FAYETTEVILLE -- Christina Drale has been approved by the University of Arkansas board of trustees to serve for a two-year period as chancellor for the University of Arkansas at Little Rock.
The decision Thursday gives her time to dive into "the really hard work that we have ahead of us," said Drale, 61, a California native turned UALR insider after being at the campus for 13 years.
Enrollment declines this fall are causing the campus to face a larger-than-projected budget shortfall.
Drale takes over from Andrew Rogerson, who in 2017 vowed to turn around years of sliding enrollment but earlier this month resigned suddenly as chancellor after about three years on the job.
Preliminary numbers provided by UALR show a 7% decrease in undergraduate students for the fall semester, to 6,541 from 7,041 a year earlier, and a 16% decline in graduate students, to 1,517 from 1,806. Other large schools in Arkansas have also reported some declines in enrollment this fall.
University of Arkansas System President Donald Bobbitt on Sept. 4 named Drale as acting chancellor. She stepped up from her role as interim executive vice chancellor and provost, a title she had held since October.
The board of trustees, at a meeting in Fayetteville, approved Drale as chancellor at an annual salary to be set at a maximum of $350,000.
On the Little Rock campus, people "are ready to roll up their sleeves and work," Drale said. "They believe in this institution."
UALR "serves a type of student that needs that opportunity for a good, quality four-year institution in their neighborhood, in a place where they don't have to quit their job, where they don't have to stop everything they're doing," Drale said.
Already as chancellor, she said she has heard support from people on campus and also in the community.
"They want UALR to be their university. They want it to be successful, and they want to help. They want to be part of it," Drale said.
Amanda Nolen, an education professor and president of the UALR faculty senate, said faculty members met with Bobbitt to express their desire to have someone from within UALR step up to replace Rogerson, who arrived from Sonoma State University in California.
"The issue that is front and center for all of us is enrollment, both from a recruitment perspective but also from a student retention perspective," Nolen said.
She said faculty members sent a memo to Bobbitt on Aug. 30, the same day Rogerson announced his resignation, to say that an internal candidate would work best to immediately step up as chancellor.
"We don't have the luxury of time for someone external to come in and figure it out," Nolen said.
Nolen said Drale has worked well with faculty members in the past.
"I think what makes her so effective is that you feel like she's being authentic with you," Nolen said.
Asked to describe herself, Drale said her leadership style is well-known to others on campus.
"They'd probably say I'm not a flamboyant person.
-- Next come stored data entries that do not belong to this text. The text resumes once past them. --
//! Embedded landing page and static assets

use axum::{
    extract::Path,
    http::{header, StatusCode},
    response::{Html, IntoResponse, Response},
};
use rust_embed::Embed;

#[derive(Embed)]
#[folder = "web"]
struct WebAssets;

/// `GET /`
pub async fn index() -> Response {
    match <WebAssets as Embed>::get("index.html") {
        Some(content) => Html(String::from_utf8_lossy(&content.data).to_string()).into_response(),
        None => Html(FALLBACK_HTML.to_string()).into_response(),
    }
}

/// `GET /static/*path`
pub async fn serve_static(Path(path): Path<String>) -> Response {
    let path = format!("static/{}", path.trim_start_matches('/'));

    match <WebAssets as Embed>::get(&path) {
        Some(content) => {
            let mime = mime_guess::from_path(&path).first_or_octet_stream();
            (
                StatusCode::OK,
                [(header::CONTENT_TYPE, mime.as_ref())],
                content.data.into_owned(),
            )
                .into_response()
        }
        None => (StatusCode::NOT_FOUND, "Not Found").into_response(),
    }
}

const FALLBACK_HTML: &str = r#"<!DOCTYPE html>
<html lang="zh-CN">
<head><meta charset="UTF-8"><title>企业合规风险分析</title></head>
<body>
    <h1>企业合规风险分析</h1>
    <p>页面资源缺失，请通过 POST /analyze 提交 {"input": "..."} 进行分析。</p>
</body>
</html>
"#;
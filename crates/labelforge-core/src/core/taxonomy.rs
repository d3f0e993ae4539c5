// crates/labelforge-core/src/core/taxonomy.rs
// ============================================================================
// Module: Labelforge Taxonomy
// Description: Organizational label taxonomy and built-in policy derivation.
// Purpose: Derive the default governance policy set from expected label keys.
// Dependencies: crate::core::{identifiers, policy}, serde
// ============================================================================

//! ## Overview
//! The taxonomy is the organization-defined set of expected label keys and
//! values. At initialization it is projected into built-in policies: one
//! required-label policy per required key and one allowed-values policy per
//! key with a constrained value set. Derived policy identifiers are
//! deterministic so repeated derivation is stable across runs.

// ============================================================================
// SECTION: Imports
// ============================================================================

use serde::Deserialize;
use serde::Serialize;

use crate::core::identifiers::PolicyId;
use crate::core::policy::GovernancePolicy;
use crate::core::policy::PolicyCategory;
use crate::core::policy::RuleSpec;
use crate::core::policy::Severity;

// ============================================================================
// SECTION: Taxonomy Model
// ============================================================================

/// One expected label key in the organizational taxonomy.
///
/// # Invariants
/// - `key` is unique within a taxonomy.
/// - An empty `allowed_values` means the key accepts any value.
#[derive(Debug, Clone, PartialEq, Eq, Serialize, Deserialize)]
pub struct TaxonomyKey {
    /// Expected label key.
    pub key: String,
    /// Human-readable purpose of the key.
    pub description: String,
    /// Whether every resource must carry the key.
    pub required: bool,
    /// Permitted values; empty means unconstrained.
    #[serde(default)]
    pub allowed_values: Vec<String>,
}

/// Organization-defined label taxonomy.
///
/// # Invariants
/// - Keys are unique; derivation keeps the first occurrence of a duplicate.
#[derive(Debug, Clone, Default, PartialEq, Eq, Serialize, Deserialize)]
pub struct Taxonomy {
    /// Expected label keys in declaration order.
    pub keys: Vec<TaxonomyKey>,
}

// ============================================================================
// SECTION: Policy Derivation
// ============================================================================

/// Identifier prefix for derived required-label policies.
const REQUIRED_LABEL_ID_PREFIX: &str = "required-label:";

/// Identifier prefix for derived allowed-values policies.
const ALLOWED_VALUES_ID_PREFIX: &str = "allowed-values:";

/// Derives the built-in policy set from a taxonomy.
///
/// Per key: a required-label policy when `required` is set, and an
/// allowed-values policy when `allowed_values` is non-empty. Derived policies
/// are enabled, non-custom, category `OPERATIONS`, severity `Warning`, and
/// carry deterministic identifiers (`required-label:<key>`,
/// `allowed-values:<key>`).
#[must_use]
pub fn derive_policies(taxonomy: &Taxonomy) -> Vec<GovernancePolicy> {
    let mut policies = Vec::new();
    let mut seen = Vec::new();
    for entry in &taxonomy.keys {
        if seen.contains(&entry.key.as_str()) {
            continue;
        }
        seen.push(entry.key.as_str());
        if entry.required {
            policies.push(GovernancePolicy {
                id: PolicyId::new(format!("{REQUIRED_LABEL_ID_PREFIX}{}", entry.key)),
                name: format!("Require label '{}'", entry.key),
                description: entry.description.clone(),
                category: PolicyCategory::new(PolicyCategory::OPERATIONS),
                severity: Severity::Warning,
                enabled: true,
                custom: false,
                rule: RuleSpec::RequiredLabel {
                    key: entry.key.clone(),
                },
            });
        }
        if !entry.allowed_values.is_empty() {
            policies.push(GovernancePolicy {
                id: PolicyId::new(format!("{ALLOWED_VALUES_ID_PREFIX}{}", entry.key)),
                name: format!("Allowed values for '{}'", entry.key),
                description: entry.description.clone(),
                category: PolicyCategory::new(PolicyCategory::OPERATIONS),
                severity: Severity::Warning,
                enabled: true,
                custom: false,
                rule: RuleSpec::AllowedValues {
                    key: entry.key.clone(),
                    values: entry.allowed_values.clone(),
                },
            });
        }
    }
    policies
}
I'm not a hand-waver, that I'm kind of a quiet leader," Drale said.
Her style is "to be very focused on the priorities, on the strategies and on getting the people together that need to make things happen," Drale said.
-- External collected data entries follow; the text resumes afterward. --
// crates/labelforge-core/src/runtime/diff.rs
// ============================================================================
// Module: Labelforge Label Diff Engine
// Description: Per-resource label delta computation for extraction rules.
// Purpose: Compute final label sets and change lists without mutating input.
// Dependencies: crate::core, crate::runtime::strategy, regex
// ============================================================================

//! ## Overview
//! The diff engine applies one extraction rule to one resource snapshot and
//! returns the resulting label map plus a structured change list. It is a
//! pure function: the source resource is never mutated, repeated calls on the
//! same snapshot are bit-identical, and malformed strategy input (invalid
//! regex, out-of-bounds position, blank key) contributes no change instead of
//! erroring. The preview pipeline re-runs this on every keystroke, so
//! non-crash degradation is a hard requirement.

// ============================================================================
// SECTION: Imports
// ============================================================================

use regex::Regex;
use serde::Deserialize;
use serde::Serialize;

use crate::core::change::ChangeRecord;
use crate::core::change::diff_labels;
use crate::core::resource::LabelMap;
use crate::core::resource::Resource;
use crate::runtime::strategy::ExtractionRule;
use crate::runtime::strategy::GroupMapping;
use crate::runtime::strategy::PositionMapping;
use crate::runtime::strategy::ValueRewrite;
use crate::runtime::strategy::is_blank;

// ============================================================================
// SECTION: Label Delta
// ============================================================================

/// Result of applying one extraction rule to one resource.
///
/// # Invariants
/// - `changes` equals `diff_labels(&resource.labels, &final_labels)`.
/// - Feeding `final_labels` back as the resource's labels yields an empty
///   change list (idempotence).
#[derive(Debug, Clone, PartialEq, Eq, Serialize, Deserialize)]
pub struct LabelDelta {
    /// Label map after applying the rule.
    pub final_labels: LabelMap,
    /// Structured change list, sorted by key.
    pub changes: Vec<ChangeRecord>,
}

impl LabelDelta {
    /// Returns true when the rule produced no applicable changes.
    #[must_use]
    pub fn is_noop(&self) -> bool {
        self.changes.is_empty()
    }
}

// ============================================================================
// SECTION: Delta Computation
// ============================================================================

/// Computes the label delta for a resource under an extraction rule.
///
/// Never mutates the resource. Blank keys or values are skipped, assignments
/// equal to the current value short-circuit to no change, and strategy input
/// that cannot apply (invalid regex, missing token, absent key) contributes
/// nothing.
#[must_use]
pub fn compute_label_delta(resource: &Resource, rule: &ExtractionRule) -> LabelDelta {
    let mut final_labels = resource.labels.clone();
    match rule {
        ExtractionRule::Static {
            pairs,
        } => {
            for pair in pairs {
                assign(&mut final_labels, &pair.key, &pair.value);
            }
        }
        ExtractionRule::Pattern {
            delimiter,
            mappings,
        } => {
            apply_pattern(&mut final_labels, &resource.name, delimiter, mappings);
        }
        ExtractionRule::Regex {
            pattern,
            groups,
        } => {
            apply_regex(&mut final_labels, &resource.name, pattern, groups);
        }
        ExtractionRule::Normalization {
            rules,
        } => {
            apply_normalization(&mut final_labels, &resource.labels, rules);
        }
        ExtractionRule::Cleanup {
            keys,
        } => {
            for key in keys {
                if !is_blank(key) {
                    final_labels.remove(key);
                }
            }
        }
    }
    let changes = diff_labels(&resource.labels, &final_labels);
    LabelDelta {
        final_labels,
        changes,
    }
}

/// Assigns a value to a key, skipping blank input and unchanged values.
fn assign(labels: &mut LabelMap, key: &str, value: &str) {
    if is_blank(key) || is_blank(value) {
        return;
    }
    if labels.get(key).is_some_and(|current| current == value) {
        return;
    }
    labels.insert(key.to_owned(), value.to_owned());
}

/// Applies delimiter-split positional mappings to the label map.
///
/// The delimiter is a literal string, never a regex. Token positions are
/// zero-indexed; out-of-bounds positions are silently skipped.
fn apply_pattern(
    labels: &mut LabelMap,
    name: &str,
    delimiter: &str,
    mappings: &[PositionMapping],
) {
    if delimiter.is_empty() {
        return;
    }
    let tokens: Vec<&str> = name.split(delimiter).collect();
    for mapping in mappings {
        if is_blank(&mapping.key) {
            continue;
        }
        if let Some(token) = tokens.get(mapping.position) {
            assign(labels, &mapping.key, token);
        }
    }
}

/// Applies regex capture-group mappings to the label map.
///
/// A pattern that fails to compile degrades to "no matches produced" so the
/// preview stays responsive while the user is still typing. The name is
/// matched once (not globally); group index 0 is the whole match, and groups
/// that did not participate in the match are skipped.
fn apply_regex(
    labels: &mut LabelMap,
    name: &str,
    pattern: &str,
    groups: &[GroupMapping],
) {
    let Ok(compiled) = Regex::new(pattern) else {
        return;
    };
    let Some(captures) = compiled.captures(name) else {
        return;
    };
    for group in groups {
        if is_blank(&group.key) {
            continue;
        }
        if let Some(matched) = captures.get(group.index) {
            assign(labels, &group.key, matched.as_str());
        }
    }
}

/// Rewrites label values by exact whole-value match.
///
/// Each label is checked independently; labels sharing a value are each
/// rewritten. Inert rules (blank `to`, or `to` equal to the value) are
/// skipped entirely, so they never shadow a later effective rule for the
/// same source value; the first effective rule wins.
fn apply_normalization(
    labels: &mut LabelMap,
    original: &LabelMap,
    rules: &[ValueRewrite],
) {
    for (key, value) in original {
        let replacement = rules
            .iter()
            .find(|rule| &rule.from == value && !is_blank(&rule.to) && rule.to != *value)
            .map(|rule| rule.to.as_str());
        if let Some(to) = replacement {
            labels.insert(key.clone(), to.to_owned());
        }
    }
}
Cecilia Orphan, an assistant professor of higher education at the University of Denver, said UALR could be described as a regional comprehensive university.
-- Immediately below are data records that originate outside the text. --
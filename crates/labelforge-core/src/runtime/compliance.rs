// crates/labelforge-core/src/runtime/compliance.rs
// ============================================================================
// Module: Labelforge Compliance Engine
// Description: Policy evaluation for resources and fleet-wide aggregation.
// Purpose: Classify resources against enabled policies and score the fleet.
// Dependencies: crate::core, regex
// ============================================================================

//! ## Overview
//! The compliance engine evaluates enabled governance policies against
//! resource snapshots. Each failing enabled policy yields one violation;
//! violations are never deduplicated by category. A name-regex policy whose
//! pattern fails to compile is treated as inactive: it contributes no
//! violations and is surfaced in the fleet report for the UI, never as a
//! crash.
//!
//! Note the deliberate asymmetry: an allowed-values rule treats an absent
//! key as compliant, while a required-label rule treats it as violating.
//! A resource lacking the key entirely evades the allowed-values check
//! unless a required-label policy covers the same key.

// ============================================================================
// SECTION: Imports
// ============================================================================

use std::collections::BTreeMap;

use regex::Regex;
use serde::Deserialize;
use serde::Serialize;

use crate::core::identifiers::PolicyId;
use crate::core::policy::PolicySet;
use crate::core::policy::RuleSpec;
use crate::core::policy::Violation;
use crate::core::resource::Resource;

// ============================================================================
// SECTION: Rule Evaluation
// ============================================================================

/// Outcome of evaluating one rule against one resource.
enum RuleOutcome {
    /// Resource satisfies the rule.
    Pass,
    /// Resource violates the rule with the given message.
    Fail(String),
    /// Rule cannot be evaluated (invalid pattern) and is inactive.
    Inactive,
}

/// Evaluates one rule specification against a resource.
fn evaluate_rule(resource: &Resource, rule: &RuleSpec) -> RuleOutcome {
    match rule {
        RuleSpec::RequiredLabel {
            key,
        } => {
            if resource.labels.contains_key(key) {
                RuleOutcome::Pass
            } else {
                RuleOutcome::Fail(format!("missing required label '{key}'"))
            }
        }
        RuleSpec::AllowedValues {
            key,
            values,
        } => match resource.labels.get(key) {
            // Absence is compliant for this rule; only a wrong value fails.
            None => RuleOutcome::Pass,
            Some(value) if values.contains(value) => RuleOutcome::Pass,
            Some(value) => {
                RuleOutcome::Fail(format!("label '{key}' has disallowed value '{value}'"))
            }
        },
        RuleSpec::NameRegex {
            pattern,
        } => match Regex::new(pattern) {
            Err(_) => RuleOutcome::Inactive,
            Ok(compiled) if compiled.is_match(&resource.name) => RuleOutcome::Pass,
            Ok(_) => {
                RuleOutcome::Fail(format!("name '{}' does not match '{pattern}'", resource.name))
            }
        },
        RuleSpec::RegionRestriction {
            prefixes,
        } => {
            if prefixes.iter().any(|prefix| resource.zone.starts_with(prefix)) {
                RuleOutcome::Pass
            } else {
                RuleOutcome::Fail(format!("zone '{}' is outside the allowed regions", resource.zone))
            }
        }
    }
}

// ============================================================================
// SECTION: Resource Evaluation
// ============================================================================

/// Evaluates all enabled policies against one resource.
///
/// Returns one violation per failing enabled policy. Disabled policies and
/// policies with uncompilable patterns contribute nothing.
#[must_use]
pub fn evaluate_resource(resource: &Resource, policies: &PolicySet) -> Vec<Violation> {
    let mut violations = Vec::new();
    for policy in policies.enabled() {
        if let RuleOutcome::Fail(message) = evaluate_rule(resource, &policy.rule) {
            violations.push(Violation {
                policy_id: policy.id.clone(),
                message,
            });
        }
    }
    violations
}

// ============================================================================
// SECTION: Fleet Aggregation
// ============================================================================

/// Fleet-wide compliance statistics.
///
/// # Invariants
/// - `score` is in `0..=100`; an empty fleet scores 100.
/// - `compliant + violated == total`.
/// - `inactive_policies` is a UI surface for unevaluable rules; those
///   policies never appear in any violation list.
#[derive(Debug, Clone, PartialEq, Eq, Serialize, Deserialize)]
pub struct FleetReport {
    /// Rounded percentage of resources with zero violations.
    pub score: u8,
    /// Total resources evaluated.
    pub total: u64,
    /// Resources with zero violations.
    pub compliant: u64,
    /// Resources with at least one violation.
    pub violated: u64,
    /// Violation counts per policy category string.
    pub by_category: BTreeMap<String, u64>,
    /// Enabled policies that could not be evaluated (invalid pattern).
    pub inactive_policies: Vec<PolicyId>,
}

/// Returns the enabled policies whose rules cannot be evaluated.
fn inactive_policy_ids(policies: &PolicySet) -> Vec<PolicyId> {
    policies
        .enabled()
        .filter(|policy| {
            matches!(
                &policy.rule,
                RuleSpec::NameRegex { pattern } if Regex::new(pattern).is_err()
            )
        })
        .map(|policy| policy.id.clone())
        .collect()
}

/// Evaluates the whole fleet and aggregates compliance statistics.
///
/// Score is `round(100 * compliant / total)`; an empty fleet is defined as
/// fully compliant (score 100) rather than a division error.
#[must_use]
pub fn evaluate_fleet(resources: &[Resource], policies: &PolicySet) -> FleetReport {
    let mut compliant: u64 = 0;
    let mut violated: u64 = 0;
    let mut by_category: BTreeMap<String, u64> = BTreeMap::new();

    for resource in resources {
        let violations = evaluate_resource(resource, policies);
        if violations.is_empty() {
            compliant += 1;
        } else {
            violated += 1;
        }
        for violation in &violations {
            if let Some(policy) = policies.get(&violation.policy_id) {
                *by_category.entry(policy.category.as_str().to_owned()).or_insert(0) += 1;
            }
        }
    }

    let total = compliant + violated;
    let score = if total == 0 {
        100
    } else {
        let scaled = compliant * 100 + total / 2;
        u8::try_from(scaled / total).unwrap_or(100)
    };

    FleetReport {
        score,
        total,
        compliant,
        violated,
        by_category,
        inactive_policies: inactive_policy_ids(policies),
    }
}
This category of schools faces different challenges than a "flagship" school like the University of Arkansas, Fayetteville, Orphan said. A school like UA "has multiple revenue streams," which include government grants to do high-level research and money from alumni donors.
"These regional [universities] don't have those kinds of revenue streams they can draw on," Orphan said. She said the general declines in state funding for higher education can hit these schools hard.
Sometimes regional comprehensive universities feel "internal pressure" to "look like the flagship, even though they don't have endowments that are as large, and they don't have as many revenue streams come in," Orphan said.
Nolen said UALR should "leverage our capability of catering to the nontraditional student."
Drale said UALR has lots of students who enroll after time in the military or having children.
When UALR enrolls those students, "We are there to make sure that we offer the best opportunity that we can for them," Drale said.
Drale called it "somewhat unusual to appoint someone as chancellor without a search," and that she expects that "probably before two years are up, we will be looking at how things are going."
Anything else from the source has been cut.